Exercise objective ▸
Reproduce the data exactly.

Materials provided ▸
▼▼▼
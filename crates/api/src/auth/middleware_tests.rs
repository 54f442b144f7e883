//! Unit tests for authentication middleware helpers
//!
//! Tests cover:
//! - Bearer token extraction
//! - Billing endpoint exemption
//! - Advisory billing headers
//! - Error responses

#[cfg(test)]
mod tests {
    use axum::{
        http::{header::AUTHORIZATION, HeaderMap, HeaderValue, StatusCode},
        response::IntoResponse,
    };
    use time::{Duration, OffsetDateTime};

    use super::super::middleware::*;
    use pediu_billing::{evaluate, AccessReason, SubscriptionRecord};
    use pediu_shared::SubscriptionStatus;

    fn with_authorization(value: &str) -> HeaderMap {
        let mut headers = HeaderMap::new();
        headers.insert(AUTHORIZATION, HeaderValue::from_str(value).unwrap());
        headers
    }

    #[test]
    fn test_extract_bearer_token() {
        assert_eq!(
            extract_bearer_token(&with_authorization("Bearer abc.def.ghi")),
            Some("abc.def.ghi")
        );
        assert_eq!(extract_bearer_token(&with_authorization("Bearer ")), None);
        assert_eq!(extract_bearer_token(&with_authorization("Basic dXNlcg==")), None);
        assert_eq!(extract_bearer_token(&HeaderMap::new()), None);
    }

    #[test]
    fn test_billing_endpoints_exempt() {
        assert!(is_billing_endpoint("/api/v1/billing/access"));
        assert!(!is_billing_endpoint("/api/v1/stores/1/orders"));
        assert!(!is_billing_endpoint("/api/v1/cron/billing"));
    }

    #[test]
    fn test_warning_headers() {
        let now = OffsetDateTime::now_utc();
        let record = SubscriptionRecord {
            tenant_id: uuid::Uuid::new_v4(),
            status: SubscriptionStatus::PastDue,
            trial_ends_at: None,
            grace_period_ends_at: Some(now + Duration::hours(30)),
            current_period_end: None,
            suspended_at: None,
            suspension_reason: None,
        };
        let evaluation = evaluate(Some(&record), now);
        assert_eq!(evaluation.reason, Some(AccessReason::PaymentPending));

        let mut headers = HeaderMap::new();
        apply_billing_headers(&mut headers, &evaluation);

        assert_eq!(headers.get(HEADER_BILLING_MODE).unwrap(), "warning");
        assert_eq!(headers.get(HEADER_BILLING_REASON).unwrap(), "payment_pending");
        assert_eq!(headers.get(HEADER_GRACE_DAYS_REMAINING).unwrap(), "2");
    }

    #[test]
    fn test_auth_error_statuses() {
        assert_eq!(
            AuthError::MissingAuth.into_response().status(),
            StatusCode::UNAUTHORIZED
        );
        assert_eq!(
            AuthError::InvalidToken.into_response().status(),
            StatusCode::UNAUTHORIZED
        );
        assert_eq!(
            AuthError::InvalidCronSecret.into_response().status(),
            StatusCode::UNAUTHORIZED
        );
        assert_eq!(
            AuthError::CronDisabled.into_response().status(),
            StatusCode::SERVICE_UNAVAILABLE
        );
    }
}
▲▲▲
Solution below ▸
filename crates/api/src/auth/middleware_tests.rs
repository 54f442b144f7e883
//! Unit tests for authentication middleware helpers
//!
//! Tests cover:
//! - Bearer token extraction
//! - Billing endpoint exemption
//! - Advisory billing headers
//! - Error responses

#[cfg(test)]
mod tests {
    use axum::{
        http::{header::AUTHORIZATION, HeaderMap, HeaderValue, StatusCode},
        response::IntoResponse,
    };
    use time::{Duration, OffsetDateTime};

    use super::super::middleware::*;
    use pediu_billing::{evaluate, AccessReason, SubscriptionRecord};
    use pediu_shared::SubscriptionStatus;

    fn with_authorization(value: &str) -> HeaderMap {
        let mut headers = HeaderMap::new();
        headers.insert(AUTHORIZATION, HeaderValue::from_str(value).unwrap());
        headers
    }

    #[test]
    fn test_extract_bearer_token() {
        assert_eq!(
            extract_bearer_token(&with_authorization("Bearer abc.def.ghi")),
            Some("abc.def.ghi")
        );
        assert_eq!(extract_bearer_token(&with_authorization("Bearer ")), None);
        assert_eq!(extract_bearer_token(&with_authorization("Basic dXNlcg==")), None);
        assert_eq!(extract_bearer_token(&HeaderMap::new()), None);
    }

    #[test]
    fn test_billing_endpoints_exempt() {
        assert!(is_billing_endpoint("/api/v1/billing/access"));
        assert!(!is_billing_endpoint("/api/v1/stores/1/orders"));
        assert!(!is_billing_endpoint("/api/v1/cron/billing"));
    }

    #[test]
    fn test_warning_headers() {
        let now = OffsetDateTime::now_utc();
        let record = SubscriptionRecord {
            tenant_id: uuid::Uuid::new_v4(),
            status: SubscriptionStatus::PastDue,
            trial_ends_at: None,
            grace_period_ends_at: Some(now + Duration::hours(30)),
            current_period_end: None,
            suspended_at: None,
            suspension_reason: None,
        };
        let evaluation = evaluate(Some(&record), now);
        assert_eq!(evaluation.reason, Some(AccessReason::PaymentPending));

        let mut headers = HeaderMap::new();
        apply_billing_headers(&mut headers, &evaluation);

        assert_eq!(headers.get(HEADER_BILLING_MODE).unwrap(), "warning");
        assert_eq!(headers.get(HEADER_BILLING_REASON).unwrap(), "payment_pending");
        assert_eq!(headers.get(HEADER_GRACE_DAYS_REMAINING).unwrap(), "2");
    }

    #[test]
    fn test_auth_error_statuses() {
        assert_eq!(
            AuthError::MissingAuth.into_response().status(),
            StatusCode::UNAUTHORIZED
        );
        assert_eq!(
            AuthError::InvalidToken.into_response().status(),
            StatusCode::UNAUTHORIZED
        );
        assert_eq!(
            AuthError::InvalidCronSecret.into_response().status(),
            StatusCode::UNAUTHORIZED
        );
        assert_eq!(
            AuthError::CronDisabled.into_response().status(),
            StatusCode::SERVICE_UNAVAILABLE
        );
    }
}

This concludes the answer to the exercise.